Dr Wulfrey sat down and dropped his head into his hands, then got up again heavily and said, "You will discuss this matter better without me. I will leave you——"
"Couldn't you possibly say he died as result of the accident, Wulf?" asked one—Jim Barclay of Breme.
They all liked the Doctor. With some he had been on terms of very close friendship. Some of them had known him all his life and his father before him.
"Ay, couldn't you?" chorussed some of the others.
"If I could I should have done so," he said quietly. "But it wasn't so and I couldn't say it was."
"Say it now, Wulf," urged his friend. "And I swear none of us will let it out. Isn't that so, gentlemen?"

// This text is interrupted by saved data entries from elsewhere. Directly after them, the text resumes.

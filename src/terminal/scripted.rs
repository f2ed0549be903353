//! In-memory surface: a cell grid plus queues of scripted input.
//!
//! Reading past the end of the script fails with `UnexpectedEof`, so a
//! navigator driven by an incomplete script stops instead of blocking.

use std::collections::VecDeque;
use std::io;

use crossterm::event::{KeyCode, KeyEvent, KeyModifiers};
use unicode_width::UnicodeWidthChar;

use super::{ClearRegion, Surface};
use crate::render::ColorPair;

#[derive(Debug, Clone, Copy, PartialEq, Eq)]
struct Cell {
    ch: char,
    swapped: bool,
}

const BLANK: Cell = Cell {
    ch: ' ',
    swapped: false,
};

/// Marks the cells covered by the right half of a wide character
const WIDE_TAIL: char = '\0';

/// Surface state at the moment `read_line` was called
#[derive(Debug, Clone, Copy, PartialEq, Eq)]
pub struct LineRead {
    pub cursor: (u16, u16),
    pub colors: ColorPair,
    pub cursor_visible: bool,
}

#[derive(Debug)]
pub struct ScriptedSurface {
    width: u16,
    height: u16,
    cells: Vec<Vec<Cell>>,
    cursor: (u16, u16),
    colors: ColorPair,
    cursor_visible: bool,
    keys: VecDeque<KeyEvent>,
    lines: VecDeque<Option<String>>,
    line_reads: Vec<LineRead>,
    beeps: usize,
    flushes: usize,
    entered: bool,
}

impl ScriptedSurface {
    pub fn new(width: u16, height: u16) -> Self {
        Self {
            width,
            height,
            cells: vec![vec![BLANK; width as usize]; height as usize],
            cursor: (0, 0),
            colors: ColorPair::default(),
            cursor_visible: true,
            keys: VecDeque::new(),
            lines: VecDeque::new(),
            line_reads: Vec::new(),
            beeps: 0,
            flushes: 0,
            entered: false,
        }
    }

    /// Queue key presses without modifiers
    pub fn with_keys(mut self, codes: impl IntoIterator<Item = KeyCode>) -> Self {
        for code in codes {
            self.push_key(KeyEvent::new(code, KeyModifiers::NONE));
        }
        self
    }

    pub fn push_key(&mut self, key: KeyEvent) {
        self.keys.push_back(key);
    }

    /// Queue a line for the next `read_line`
    pub fn push_line(&mut self, line: impl Into<String>) {
        self.lines.push_back(Some(line.into()));
    }

    /// Queue a cancelled edit for the next `read_line`
    pub fn push_cancel(&mut self) {
        self.lines.push_back(None);
    }

    pub fn pending_keys(&self) -> usize {
        self.keys.len()
    }

    /// One record per `read_line` call, in call order
    pub fn line_reads(&self) -> &[LineRead] {
        &self.line_reads
    }

    pub fn beeps(&self) -> usize {
        self.beeps
    }

    pub fn flushes(&self) -> usize {
        self.flushes
    }

    pub fn cursor(&self) -> (u16, u16) {
        self.cursor
    }

    pub fn colors(&self) -> ColorPair {
        self.colors
    }

    pub fn is_cursor_visible(&self) -> bool {
        self.cursor_visible
    }

    /// Whether `enter` was called without a matching `leave`
    pub fn is_entered(&self) -> bool {
        self.entered
    }

    /// Text of one row, trailing blanks removed
    pub fn row_text(&self, row: u16) -> String {
        self.cells
            .get(row as usize)
            .map(|cells| {
                let text: String = cells
                    .iter()
                    .map(|c| c.ch)
                    .filter(|&ch| ch != WIDE_TAIL)
                    .collect();
                text.trim_end().to_string()
            })
            .unwrap_or_default()
    }

    /// Whole screen, one line per row, with trailing blank rows removed
    pub fn screen(&self) -> String {
        let mut rows: Vec<String> = (0..self.height).map(|r| self.row_text(r)).collect();
        while rows.last().is_some_and(|r| r.is_empty()) {
            rows.pop();
        }
        rows.join("\n")
    }

    /// Rows containing reverse-coloured cells, as `(row, highlighted text)`
    pub fn highlighted(&self) -> Vec<(u16, String)> {
        self.cells
            .iter()
            .enumerate()
            .filter_map(|(row, cells)| {
                let text: String = cells
                    .iter()
                    .filter(|c| c.swapped && c.ch != WIDE_TAIL)
                    .map(|c| c.ch)
                    .collect();
                (!text.is_empty()).then(|| (row as u16, text))
            })
            .collect()
    }

    fn blank_row_from(&mut self, row: u16, col: u16) {
        if let Some(cells) = self.cells.get_mut(row as usize) {
            for cell in cells.iter_mut().skip(col as usize) {
                *cell = BLANK;
            }
        }
    }

    /// Write `ch` at the cursor and advance by its display width
    fn put(&mut self, ch: char) {
        let (col, row) = self.cursor;
        let width = ch.width().unwrap_or(0).max(1);
        let swapped = self.colors.swapped;
        if let Some(cells) = self.cells.get_mut(row as usize) {
            for (i, cell) in cells.iter_mut().skip(col as usize).take(width).enumerate() {
                let ch = if i == 0 { ch } else { WIDE_TAIL };
                *cell = Cell { ch, swapped };
            }
        }
        self.cursor.0 = col.saturating_add(width as u16);
    }
}

impl Surface for ScriptedSurface {
    fn enter(&mut self) -> io::Result<()> {
        self.entered = true;
        Ok(())
    }

    fn leave(&mut self) -> io::Result<()> {
        self.entered = false;
        Ok(())
    }

    fn set_cursor(&mut self, col: u16, row: u16) -> io::Result<()> {
        self.cursor = (col, row);
        Ok(())
    }

    fn write(&mut self, text: &str) -> io::Result<()> {
        for ch in text.chars() {
            self.put(ch);
        }
        Ok(())
    }

    fn set_colors(&mut self, colors: ColorPair) -> io::Result<()> {
        self.colors = colors;
        Ok(())
    }

    fn clear(&mut self, region: ClearRegion) -> io::Result<()> {
        let (col, row) = self.cursor;
        match region {
            ClearRegion::All => {
                for r in 0..self.height {
                    self.blank_row_from(r, 0);
                }
            }
            ClearRegion::FromCursorDown => {
                self.blank_row_from(row, col);
                for r in row.saturating_add(1)..self.height {
                    self.blank_row_from(r, 0);
                }
            }
            ClearRegion::CurrentLine => self.blank_row_from(row, 0),
            ClearRegion::UntilNewLine => self.blank_row_from(row, col),
        }
        Ok(())
    }

    fn set_cursor_visible(&mut self, visible: bool) -> io::Result<()> {
        self.cursor_visible = visible;
        Ok(())
    }

    fn viewport_size(&self) -> io::Result<(u16, u16)> {
        Ok((self.width, self.height))
    }

    fn read_key(&mut self) -> io::Result<KeyEvent> {
        self.keys
            .pop_front()
            .ok_or_else(|| io::Error::new(io::ErrorKind::UnexpectedEof, "key script exhausted"))
    }

    fn read_line(&mut self) -> io::Result<Option<String>> {
        self.line_reads.push(LineRead {
            cursor: self.cursor,
            colors: self.colors,
            cursor_visible: self.cursor_visible,
        });
        let line = self
            .lines
            .pop_front()
            .ok_or_else(|| io::Error::new(io::ErrorKind::UnexpectedEof, "line script exhausted"))?;
        if let Some(text) = &line {
            self.write(text)?;
        }
        Ok(line)
    }

    fn beep(&mut self) -> io::Result<()> {
        self.beeps += 1;
        Ok(())
    }

    fn flush(&mut self) -> io::Result<()> {
        self.flushes += 1;
        Ok(())
    }
}

#[cfg(test)]
mod tests {
    use super::*;

    #[test]
    fn write_and_clear_until_newline() {
        let mut s = ScriptedSurface::new(10, 3);
        s.set_cursor(0, 1).unwrap();
        s.write("abcdef").unwrap();
        s.set_cursor(3, 1).unwrap();
        s.clear(ClearRegion::UntilNewLine).unwrap();
        assert_eq!(s.row_text(1), "abc");
    }

    #[test]
    fn writes_past_the_edge_are_clipped() {
        let mut s = ScriptedSurface::new(4, 1);
        s.write("abcdefgh").unwrap();
        assert_eq!(s.screen(), "abcd");
    }

    #[test]
    fn highlighted_tracks_swapped_colors() {
        let mut s = ScriptedSurface::new(10, 2);
        s.write("ab").unwrap();
        s.set_colors(ColorPair::default().reversed()).unwrap();
        s.write("cd").unwrap();
        assert_eq!(s.highlighted(), vec![(0, "cd".to_string())]);
    }

    #[test]
    fn exhausted_script_is_eof() {
        let mut s = ScriptedSurface::new(1, 1);
        let err = s.read_key().unwrap_err();
        assert_eq!(err.kind(), io::ErrorKind::UnexpectedEof);
    }

    #[test]
    fn wide_chars_take_two_cells() {
        let mut s = ScriptedSurface::new(10, 1);
        s.write("日本x").unwrap();
        assert_eq!(s.cursor(), (5, 0));
        assert_eq!(s.row_text(0), "日本x");

        s.set_cursor(4, 0).unwrap();
        s.write("y").unwrap();
        assert_eq!(s.row_text(0), "日本y");
    }

    #[test]
    fn read_line_records_surface_state() {
        let mut s = ScriptedSurface::new(10, 2);
        s.push_line("ok");
        s.set_cursor(3, 1).unwrap();
        s.set_colors(ColorPair::default().reversed()).unwrap();
        s.read_line().unwrap();

        let read = s.line_reads()[0];
        assert_eq!(read.cursor, (3, 1));
        assert!(read.colors.swapped);
        assert!(read.cursor_visible);
        assert_eq!(s.row_text(1), "   ok");
    }
}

"Ay, ay!"—but somewhat dubiously from the older members, who saw that after this revelation of the actual facts to themselves their relations with the Doctor could never be quite the same again, however they might succeed in hoodwinking the world outside.
They knew him, they liked him, but—well, at the back of their minds was the thought that if Dr Wulf could make a mistake in one case, there was no knowing but what he might in another,—that he might at any time come in tired and pick up the wrong bottle,—that, whatever risks one might accept on one's own account for old friendship's sake, one's wife and daughters should hardly be put into such a position all unknown to themselves. And more than one of them wondered what he would do if he should happen to be taken ill that night—send for Dr Wulf or the new man down in the village?
Dale diagnosed their symptoms with the sensitiveness born of the equivocal nature of the new relationship in which his confession placed him towards them.